More than seven years after Judy Huth filed a lawsuit alleging Bill Cosby sexually assaulted her when she was a minor, Huth and Cosby’s lawyers delivered vastly opposing closing arguments in court on Wednesday. Huth’s attorneys implored the jury to hold Cosby accountable for his actions, while Cosby’s team said Huth lied about many aspects of her case and sought to discredit her claims altogether. The jury is now expected to begin deliberations on Thursday. 

“You have to decide what’s right,” Huth’s attorney Nathan Goldberg told the jury at the end of his initial closing statement. “But please bear in mind that you have to hold Mr. Cosby wholly and completely accountable for the harm he did.”

Goldberg harkened back to Huth’s testimony from a week ago — her first time publicly recounting her allegations since filing her suit in 2014 — in which Huth, now 64, detailed meeting Cosby as a teenager when Cosby was shooting the film Let’s Do It Again in 1975. Cosby eventually took Huth and her friend at the time Donna Samuelson to the Playboy mansion, where he allegedly went to another room with Huth and forced her hand on his penis and masturbated with it. 


Samuelson supported the claim in early June in her own testimony, which Goldberg also referenced in his closing statement. Samuelson recalled that she convinced Huth to stay at the mansion for several more hours after the alleged assault, and she also previously gave Huth photos she’d saved of Huth with Cosby at the mansion. 

Goldberg also went back to the testimonies of Kim Burr and Margaret Shapiro, who both testified in the trial alleging that Cosby sexually harassed or assaulted them as well. Burr was 14 when Cosby allegedly brought her into his trailer on a film set and kissed her, she said. Shapiro alleged that Cosby also assaulted her at the Playboy mansion when she was 19. She claimed she took a pill there and fell unconscious before she woke up with Cosby inside of her. 

Goldberg said that Cosby’s actions toward Huth were premeditated and thought out, reflecting Cosby’s purported pursuit of sexual favors toward Huth or Samuelson. “I suggest to you this was planned,” he said. “They were [at the Playboy mansion] because he wanted to engage in sex and he didn’t care if they were minors.”

Huth’s suit is the first civil case against Cosby to reach trial.

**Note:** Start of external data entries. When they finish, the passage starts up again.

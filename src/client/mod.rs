//! Remote repo API abstraction.
//!
//! `RepoApi` is the seam between record operations and the PDS. The XRPC
//! client talks to a real server; the mock keeps records in memory for tests.

use async_trait::async_trait;

use crate::error::Result;

#[cfg(test)]
pub mod mock;
pub mod types;
pub mod xrpc;

#[cfg(test)]
pub use mock::MockRepo;
pub use types::{
    BlobRef, CreateRecordInput, DeleteRecordInput, ListRecordsParams, ListRecordsResponse,
    PutRecordInput, RecordEntry, RecordRef, Session, XrpcConfig,
};
pub use xrpc::XrpcClient;

/// Request/response calls against a repository host.
///
/// Each method is exactly one remote call. Implementations must be shareable
/// across concurrently running batch tasks.
#[async_trait]
pub trait RepoApi: Send + Sync {
    /// DID of the authenticated account, if logged in
    fn session_did(&self) -> Option<&str>;

    /// `com.atproto.repo.listRecords`
    async fn list_records(&self, params: ListRecordsParams) -> Result<ListRecordsResponse>;

    /// `com.atproto.repo.getRecord`
    async fn get_record(&self, repo: &str, collection: &str, rkey: &str) -> Result<RecordEntry>;

    /// `com.atproto.repo.createRecord`
    async fn create_record(&self, input: CreateRecordInput) -> Result<RecordRef>;

    /// `com.atproto.repo.putRecord` (full replace)
    async fn put_record(&self, input: PutRecordInput) -> Result<RecordRef>;

    /// `com.atproto.repo.deleteRecord`
    async fn delete_record(&self, input: DeleteRecordInput) -> Result<()>;

    /// `com.atproto.repo.uploadBlob`
    async fn upload_blob(&self, data: Vec<u8>, mime_type: &str) -> Result<BlobRef>;
}
//! Identity resolution
//!
//! Maps handles to DIDs and DIDs to the PDS that hosts their repo.
//!
//! - handle → DID: `https://{handle}/.well-known/atproto-did`, falling back to
//!   `com.atproto.identity.resolveHandle` on the configured PDS
//! - `did:plc:` → DID document from the PLC directory
//! - `did:web:` → DID document from the domain's `.well-known/did.json`

use async_trait::async_trait;
use serde::{Deserialize, Serialize};
use std::time::Duration;
use tracing::{debug, info, warn};

use crate::client::types::ResolveHandleResponse;
use crate::error::{PdsxError, Result};

/// Literal prefix shared by every DID
pub const DID_PREFIX: &str = "did:";

const PDS_SERVICE_ID: &str = "#atproto_pds";
const PDS_SERVICE_TYPE: &str = "AtprotoPersonalDataServer";

/// Handle and DID lookups used by PDS discovery
#[async_trait]
pub trait IdentityResolver: Send + Sync {
    /// Resolve a handle to its DID, `None` if it cannot be resolved
    async fn resolve_handle(&self, handle: &str) -> Option<String>;

    /// Resolve a DID to its PDS base URL, `None` if the document has no PDS
    async fn resolve_pds(&self, did: &str) -> Option<String>;
}

/// Resolve a repo identifier to a DID.
///
/// Identifiers that already start with `did:` are returned unchanged.
pub async fn resolve_repo_did<R: IdentityResolver + ?Sized>(
    resolver: &R,
    repo: &str,
) -> Result<String> {
    if repo.starts_with(DID_PREFIX) {
        return Ok(repo.to_string());
    }

    resolver
        .resolve_handle(repo)
        .await
        .ok_or_else(|| PdsxError::HandleUnresolved(repo.to_string()))
}

/// Find the PDS hosting a handle or DID
pub async fn discover_pds<R: IdentityResolver + ?Sized>(resolver: &R, repo: &str) -> Result<String> {
    let did = resolve_repo_did(resolver, repo).await?;
    let pds = resolver
        .resolve_pds(&did)
        .await
        .ok_or_else(|| PdsxError::PdsNotFound(repo.to_string()))?;

    info!(repo = %repo, did = %did, pds = %pds, "Discovered PDS");
    Ok(pds)
}

/// Identity resolver backed by HTTP lookups
pub struct HttpIdentityResolver {
    client: reqwest::Client,
    plc_url: String,
    pds_url: String,
    well_known_base: Option<String>,
}

impl HttpIdentityResolver {
    /// Create a resolver using `plc_url` for `did:plc` documents and
    /// `pds_url` for the `resolveHandle` fallback
    pub fn new(plc_url: &str, pds_url: &str, timeout_secs: u64) -> Result<Self> {
        let client = reqwest::Client::builder()
            .timeout(Duration::from_secs(timeout_secs))
            .user_agent(concat!("pdsx/", env!("CARGO_PKG_VERSION")))
            .build()?;

        Ok(Self {
            client,
            plc_url: plc_url.trim_end_matches('/').to_string(),
            pds_url: pds_url.trim_end_matches('/').to_string(),
            well_known_base: None,
        })
    }

    /// Serve `.well-known/atproto-did` from a fixed base URL instead of the
    /// handle's own domain
    pub fn with_well_known_base(mut self, base: &str) -> Self {
        self.well_known_base = Some(base.trim_end_matches('/').to_string());
        self
    }

    fn well_known_url(&self, handle: &str) -> String {
        match &self.well_known_base {
            Some(base) => format!("{base}/.well-known/atproto-did"),
            None => format!("https://{handle}/.well-known/atproto-did"),
        }
    }

    async fn handle_from_well_known(&self, handle: &str) -> Option<String> {
        let url = self.well_known_url(handle);
        let response = match self.client.get(&url).send().await {
            Ok(response) if response.status().is_success() => response,
            Ok(response) => {
                debug!(handle = %handle, status = %response.status(), "well-known lookup failed");
                return None;
            }
            Err(e) => {
                debug!(handle = %handle, error = %e, "well-known lookup failed");
                return None;
            }
        };

        let body = response.text().await.ok()?;
        let did = body.trim();
        did.starts_with(DID_PREFIX).then(|| did.to_string())
    }

    async fn handle_from_xrpc(&self, handle: &str) -> Option<String> {
        let url = format!("{}/xrpc/com.atproto.identity.resolveHandle", self.pds_url);
        let response = self
            .client
            .get(&url)
            .query(&[("handle", handle)])
            .send()
            .await
            .ok()?;

        if !response.status().is_success() {
            debug!(handle = %handle, status = %response.status(), "resolveHandle failed");
            return None;
        }

        response
            .json::<ResolveHandleResponse>()
            .await
            .ok()
            .map(|r| r.did)
    }

    async fn fetch_document(&self, did: &str) -> Result<DidDocument> {
        let url = if did.starts_with("did:plc:") {
            format!("{}/{}", self.plc_url, did)
        } else if did.starts_with("did:web:") {
            did_web_to_url(did)?
        } else {
            return Err(PdsxError::PdsNotFound(did.to_string()));
        };
        debug!(did = %did, url = %url, "Fetching DID document");

        let response = self
            .client
            .get(&url)
            .header("Accept", "application/did+ld+json, application/json")
            .send()
            .await?;

        if !response.status().is_success() {
            return Err(PdsxError::InvalidResponse(format!(
                "HTTP {} from {}",
                response.status(),
                url
            )));
        }

        let document: DidDocument = response
            .json()
            .await
            .map_err(|e| PdsxError::InvalidResponse(e.to_string()))?;

        if document.id != did {
            warn!(expected = %did, actual = %document.id, "DID document ID mismatch");
        }

        Ok(document)
    }
}

#[async_trait]
impl IdentityResolver for HttpIdentityResolver {
    async fn resolve_handle(&self, handle: &str) -> Option<String> {
        if let Some(did) = self.handle_from_well_known(handle).await {
            return Some(did);
        }
        self.handle_from_xrpc(handle).await
    }

    async fn resolve_pds(&self, did: &str) -> Option<String> {
        match self.fetch_document(did).await {
            Ok(document) => document.pds_endpoint().map(str::to_string),
            Err(e) => {
                debug!(did = %did, error = %e, "DID document lookup failed");
                None
            }
        }
    }
}

/// Convert a did:web DID to its document URL
///
/// did:web:example.com → https://example.com/.well-known/did.json
/// did:web:example.com:path:to → https://example.com/path/to/did.json
fn did_web_to_url(did: &str) -> Result<String> {
    let without_prefix = did
        .strip_prefix("did:web:")
        .ok_or_else(|| PdsxError::InvalidArgument(format!("not a did:web DID: {did}")))?;

    let mut parts = without_prefix.split(':');
    let domain = match parts.next() {
        Some(domain) if !domain.is_empty() => domain.replace("%3A", ":"),
        _ => {
            return Err(PdsxError::InvalidArgument(format!(
                "empty domain in did:web: {did}"
            )))
        }
    };

    let path: Vec<&str> = parts.collect();
    let path = if path.is_empty() {
        "/.well-known/did.json".to_string()
    } else {
        format!("/{}/did.json", path.join("/"))
    };

    Ok(format!("https://{domain}{path}"))
}

/// DID document, reduced to the parts PDS discovery needs
#[derive(Debug, Clone, Serialize, Deserialize)]
pub struct DidDocument {
    pub id: String,

    #[serde(default)]
    pub service: Vec<Service>,
}

impl DidDocument {
    /// Endpoint of the `#atproto_pds` service
    pub fn pds_endpoint(&self) -> Option<&str> {
        self.service
            .iter()
            .find(|s| s.id.ends_with(PDS_SERVICE_ID) || s.service_type == PDS_SERVICE_TYPE)
            .map(|s| s.service_endpoint.as_str())
    }
}

/// Service entry in a DID document
#[derive(Debug, Clone, Serialize, Deserialize)]
pub struct Service {
    #[serde(default)]
    pub id: String,
    #[serde(rename = "type", default)]
    pub service_type: String,
    #[serde(rename = "serviceEndpoint")]
    pub service_endpoint: String,
}
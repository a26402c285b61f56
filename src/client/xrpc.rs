//! HTTP client for the AT Protocol XRPC repo API

use async_trait::async_trait;
use reqwest::{header, Client, RequestBuilder};
use serde::de::DeserializeOwned;
use std::time::Duration;
use tracing::{debug, info};

use super::types::*;
use super::RepoApi;
use crate::error::{PdsxError, Result};

/// HTTP client for a PDS's `/xrpc` endpoints
///
/// # Example
///
/// ```rust,no_run
/// use pdsx::client::{ListRecordsParams, RepoApi, XrpcClient, XrpcConfig};
///
/// # async fn example() -> Result<(), Box<dyn std::error::Error>> {
/// let mut client = XrpcClient::new(XrpcConfig {
///     base_url: "https://bsky.social".into(),
///     ..Default::default()
/// })?;
/// client.login("alice.bsky.social", "app-password").await?;
///
/// let page = client
///     .list_records(ListRecordsParams {
///         repo: client.session_did().unwrap_or_default().to_string(),
///         collection: "app.bsky.feed.post".into(),
///         limit: 10,
///         cursor: None,
///     })
///     .await?;
/// # Ok(())
/// # }
/// ```
pub struct XrpcClient {
    config: XrpcConfig,
    client: Client,
    session: Option<Session>,
}

impl XrpcClient {
    /// Create an unauthenticated client
    pub fn new(mut config: XrpcConfig) -> Result<Self> {
        config.base_url = config.base_url.trim_end_matches('/').to_string();

        let client = Client::builder()
            .timeout(Duration::from_secs(config.timeout_secs))
            .user_agent(concat!("pdsx/", env!("CARGO_PKG_VERSION")))
            .build()?;

        Ok(Self {
            config,
            client,
            session: None,
        })
    }

    /// Authenticate with `com.atproto.server.createSession`.
    ///
    /// The access token is attached to every subsequent request.
    pub async fn login(&mut self, identifier: &str, password: &str) -> Result<&Session> {
        if identifier.is_empty() || password.is_empty() {
            return Err(PdsxError::NotAuthenticated);
        }

        let url = self.endpoint("com.atproto.server.createSession");
        let response = self
            .client
            .post(&url)
            .json(&CreateSessionInput {
                identifier,
                password,
            })
            .send()
            .await?;
        let session: Session = Self::handle_response(response).await?;

        info!(did = %session.did, handle = %session.handle, "Authenticated");
        let session = self.session.insert(session);
        Ok(&*session)
    }

    fn endpoint(&self, nsid: &str) -> String {
        format!("{}/xrpc/{}", self.config.base_url, nsid)
    }

    fn authorized(&self, request: RequestBuilder) -> RequestBuilder {
        match &self.session {
            Some(session) => request.bearer_auth(&session.access_jwt),
            None => request,
        }
    }

    async fn query<T, P>(&self, nsid: &str, params: &P) -> Result<T>
    where
        T: DeserializeOwned,
        P: serde::Serialize + ?Sized,
    {
        let url = self.endpoint(nsid);
        debug!(url = %url, "XRPC query");
        let response = self
            .authorized(self.client.get(&url))
            .query(params)
            .send()
            .await?;
        Self::handle_response(response).await
    }

    async fn procedure<B>(&self, nsid: &str, body: &B) -> Result<reqwest::Response>
    where
        B: serde::Serialize + ?Sized,
    {
        let url = self.endpoint(nsid);
        debug!(url = %url, "XRPC procedure");
        let response = self
            .authorized(self.client.post(&url))
            .json(body)
            .send()
            .await?;
        Self::check_status(response).await
    }

    fn require_session(&self) -> Result<&Session> {
        self.session.as_ref().ok_or(PdsxError::NotAuthenticated)
    }

    // ==================== Helper Methods ====================

    async fn check_status(response: reqwest::Response) -> Result<reqwest::Response> {
        if response.status().is_success() {
            return Ok(response);
        }

        let status = response.status().as_u16();
        let text = response.text().await.unwrap_or_default();
        let body: XrpcErrorBody = serde_json::from_str(&text).unwrap_or_default();

        Err(PdsxError::Xrpc {
            status,
            error: body.error.unwrap_or_else(|| "HTTPError".to_string()),
            message: body.message.unwrap_or(text),
        })
    }

    async fn handle_response<T: DeserializeOwned>(response: reqwest::Response) -> Result<T> {
        let response = Self::check_status(response).await?;
        let bytes = response.bytes().await?;
        serde_json::from_slice(&bytes).map_err(|e| PdsxError::InvalidResponse(e.to_string()))
    }
}

#[async_trait]
impl RepoApi for XrpcClient {
    fn session_did(&self) -> Option<&str> {
        self.session.as_ref().map(|s| s.did.as_str())
    }

    async fn list_records(&self, params: ListRecordsParams) -> Result<ListRecordsResponse> {
        self.query("com.atproto.repo.listRecords", &params).await
    }

    async fn get_record(&self, repo: &str, collection: &str, rkey: &str) -> Result<RecordEntry> {
        self.query(
            "com.atproto.repo.getRecord",
            &[("repo", repo), ("collection", collection), ("rkey", rkey)],
        )
        .await
    }

    async fn create_record(&self, input: CreateRecordInput) -> Result<RecordRef> {
        self.require_session()?;
        let response = self.procedure("com.atproto.repo.createRecord", &input).await?;
        Self::handle_response(response).await
    }

    async fn put_record(&self, input: PutRecordInput) -> Result<RecordRef> {
        self.require_session()?;
        let response = self.procedure("com.atproto.repo.putRecord", &input).await?;
        Self::handle_response(response).await
    }

    async fn delete_record(&self, input: DeleteRecordInput) -> Result<()> {
        self.require_session()?;
        self.procedure("com.atproto.repo.deleteRecord", &input).await?;
        Ok(())
    }

    async fn upload_blob(&self, data: Vec<u8>, mime_type: &str) -> Result<BlobRef> {
        self.require_session()?;
        let url = self.endpoint("com.atproto.repo.uploadBlob");
        debug!(url = %url, size = data.len(), mime_type = %mime_type, "Uploading blob");

        let response = self
            .authorized(self.client.post(&url))
            .header(header::CONTENT_TYPE, mime_type)
            .body(data)
            .send()
            .await?;
        let uploaded: UploadBlobResponse = Self::handle_response(response).await?;
        Ok(uploaded.blob)
    }
}
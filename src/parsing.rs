//! Command-line value parsing
//!
//! `key=value` tokens become record fields, and JSON Lines on stdin become
//! batches of records or updates.

use std::io::BufRead;

use crate::error::{PdsxError, Result};
use crate::value::{fields_from_json, Fields, RecordValue};

/// Parse `key=value` tokens into a field map.
///
/// Values starting with `{` or `[` must be valid JSON. Everything else is
/// coerced in a fixed order: `true`/`false`, `null` (case-insensitive),
/// all-digit integers, floats, and finally the raw string.
pub fn parse_key_value_args<S: AsRef<str>>(args: &[S]) -> Result<Fields> {
    let mut fields = Fields::new();

    for arg in args {
        let arg = arg.as_ref();
        let Some((key, value)) = arg.split_once('=') else {
            return Err(PdsxError::InvalidArgument(format!(
                "invalid argument format: {arg} (use key=value format)"
            )));
        };

        let parsed = if value.starts_with('{') || value.starts_with('[') {
            let json: serde_json::Value = serde_json::from_str(value).map_err(|e| {
                PdsxError::InvalidArgument(format!("invalid JSON for {key}: {e}"))
            })?;
            RecordValue::from(json)
        } else {
            parse_scalar(value)
        };

        fields.insert(key.to_string(), parsed);
    }

    Ok(fields)
}

/// Coerce a bare command-line value.
///
/// `"5"` is always the integer 5 (digit strings wider than `i64` stay
/// strings), `"5.0"` is a float, and anything that
/// fails float parsing (e.g. `"1.2.3"`) stays a string. Non-finite floats
/// (`nan`, `inf`) stay strings so the record remains valid JSON.
pub fn parse_scalar(value: &str) -> RecordValue {
    let lower = value.to_ascii_lowercase();
    match lower.as_str() {
        "true" => return RecordValue::Bool(true),
        "false" => return RecordValue::Bool(false),
        "null" => return RecordValue::Null,
        _ => {}
    }

    if !value.is_empty() && value.bytes().all(|b| b.is_ascii_digit()) {
        return match value.parse::<i64>() {
            Ok(i) => RecordValue::Integer(i),
            // Too wide for an integer; a float would drop digits
            Err(_) => RecordValue::String(value.to_string()),
        };
    }

    match value.trim().parse::<f64>() {
        Ok(f) if f.is_finite() => RecordValue::Float(f),
        _ => RecordValue::String(value.to_string()),
    }
}

/// Read bare URIs, one per line, skipping blank lines
pub fn read_uris<R: BufRead>(reader: R) -> Result<Vec<String>> {
    let mut uris = Vec::new();
    for line in reader.lines() {
        let line = line?;
        let trimmed = line.trim();
        if !trimmed.is_empty() {
            uris.push(trimmed.to_string());
        }
    }
    Ok(uris)
}

/// Read JSON Lines records for a batch create.
///
/// Line numbers in errors count every physical line, blank ones included.
pub fn read_records<R: BufRead>(reader: R) -> Result<Vec<Fields>> {
    let mut records = Vec::new();
    for (index, line) in reader.lines().enumerate() {
        let line = line?;
        if let Some(fields) = parse_object_line(&line, index + 1)? {
            records.push(fields);
        }
    }
    Ok(records)
}

/// Read JSON Lines updates for a batch update.
///
/// Each object must carry a string `uri`, which is removed from the fields.
pub fn read_updates<R: BufRead>(reader: R) -> Result<Vec<(String, Fields)>> {
    let mut updates = Vec::new();
    for (index, line) in reader.lines().enumerate() {
        let line_num = index + 1;
        let line = line?;
        let Some(mut fields) = parse_object_line(&line, line_num)? else {
            continue;
        };

        let uri = match fields.remove("uri") {
            Some(RecordValue::String(uri)) => uri,
            Some(_) => {
                return Err(PdsxError::InvalidArgument(format!(
                    "line {line_num}: 'uri' must be a string"
                )))
            }
            None => {
                return Err(PdsxError::InvalidArgument(format!(
                    "line {line_num}: missing 'uri' field"
                )))
            }
        };
        updates.push((uri, fields));
    }
    Ok(updates)
}

fn parse_object_line(line: &str, line_num: usize) -> Result<Option<Fields>> {
    let trimmed = line.trim();
    if trimmed.is_empty() {
        return Ok(None);
    }

    let json: serde_json::Value = serde_json::from_str(trimmed).map_err(|e| {
        PdsxError::InvalidArgument(format!("line {line_num}: invalid JSON - {e}"))
    })?;

    match json {
        serde_json::Value::Object(map) => Ok(Some(fields_from_json(map))),
        other => Err(PdsxError::InvalidArgument(format!(
            "line {line_num}: expected JSON object, got {}",
            RecordValue::from(other).type_name()
        ))),
    }
}
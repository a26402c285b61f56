//! Error types for pdsx

use thiserror::Error;

/// Errors surfaced by record operations, identity resolution and parsing
#[derive(Debug, Error)]
pub enum PdsxError {
    /// AT-URI did not have two or three path segments
    #[error("invalid URI format: {0}")]
    InvalidUri(String),

    /// Shorthand `collection/rkey` used without a repo identity
    #[error("shorthand URI requires authentication")]
    AuthRequired,

    /// Write attempted (or credentials missing) without a session
    #[error("not authenticated: provide --handle/--password or set ATPROTO_HANDLE/ATPROTO_PASSWORD")]
    NotAuthenticated,

    /// Handle could not be resolved to a DID
    #[error("could not resolve handle: {0}")]
    HandleUnresolved(String),

    /// DID document has no PDS service endpoint
    #[error("could not find PDS for: {0}")]
    PdsNotFound(String),

    /// Malformed key=value token, JSON value or JSON Lines input
    #[error("{0}")]
    InvalidArgument(String),

    /// HTTP request failed
    #[error("HTTP error: {0}")]
    Http(#[from] reqwest::Error),

    /// XRPC endpoint returned an error body
    #[error("{error} ({status}): {message}")]
    Xrpc {
        status: u16,
        error: String,
        message: String,
    },

    /// Response body could not be interpreted
    #[error("invalid response: {0}")]
    InvalidResponse(String),

    /// JSON serialization/deserialization failed
    #[error("JSON error: {0}")]
    Json(#[from] serde_json::Error),

    /// YAML serialization failed
    #[error("YAML error: {0}")]
    Yaml(#[from] serde_yaml::Error),

    /// Local I/O failed (stdin, blob file)
    #[error("{0}")]
    Io(#[from] std::io::Error),
}

impl PdsxError {
    /// Whether this error came from talking to a remote service
    pub fn is_transport(&self) -> bool {
        matches!(
            self,
            PdsxError::Http(_) | PdsxError::Xrpc { .. } | PdsxError::InvalidResponse(_)
        )
    }
}

/// Result type for pdsx operations
pub type Result<T> = std::result::Result<T, PdsxError>;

Filed in 2014, the case faced multiple delays amid the pandemic, and because of the criminal trials he faced in Pennsylvania as well. While Cosby was convicted in 2018, Pennsylvania’s Supreme Court overturned the case last year. 


Cosby’s team had denied all the claims but acknowledged he was at the mansion and took photos with Huth. Cosby’s lawyer Jennifer Bonjean addressed the jury after the court’s lunch recess, telling the court that Huth was a liar and that she colluded with Samuelson to capitalize amidst the other allegations that surfaced against Cosby before she filed her lawsuit. 

Bonjean focused mainly on discrepancies in key testimonies, such as Huth and Samuelson’s claims about their ages when the assault would’ve happened. Until about a month ago, Huth said she was 15 when the alleged incident occurred, but she revised the timeline after conceding her meeting would’ve been in 1975, not 1974. Bonjean tried poking other holes about whether or not Cosby could’ve known Huth was not 18, along with questioning the credibility of Shapiro’s allegations. She called Huth’s case a “he said/she said claim.”

“We’re the ones who put in evidence of her age at the time. We did it by obtaining a butler log from Playboy enterprises. You have a plaintiff who isn’t sure this happened in 1973, 1974, or a week before she turned 17,” Bonjean said. “The proof is their burden. They could’ve come with better evidence but they did not.”

Bonjean finished her closing statement with a graphic she and her team placed on her screen that read “game over,” a play on the so-called “Donkey Kong defense” they’d used earlier in the trial. Huth and Samuelson previously said they were playing the arcade game Donkey Kong at the mansion the night of the alleged assault in 1975, but the game didn’t come out until years later. When Bonjean pushed on that fact, Samuelson acknowledged she said the incorrect game name and used the Donkey Kong name as a sort of sobriquet for arcade games in general.

Andrew Wyatt, Cosby’s spokesperson, says Cosby and his team feel confident in their case. “We’re tired and Mr. and Mrs. Cosby want to get on with their lives. Mr. Cosby, we believe, will be vindicated,” he told Rolling Stone following the hearing.  

As he started his final rebuttal, Goldberg was visibly upset about Cosby attorney’s gesture that he thought made light of the alleged assault claim, addressing it immediately during his final rebuttal at the end of the trial. 


“This is a game?” Goldberg asked with a raised voice. Goldberg and Bonjean bickered with one another multiple times during the court hearing, including during Goldberg’s final rebuttal. At one point Goldberg told Bonjean to “have some respect” for the alleged victims she was cross examining. “We are not here for a game. We have a client who was sexually assaulted by Mr. Cosby in 1975.”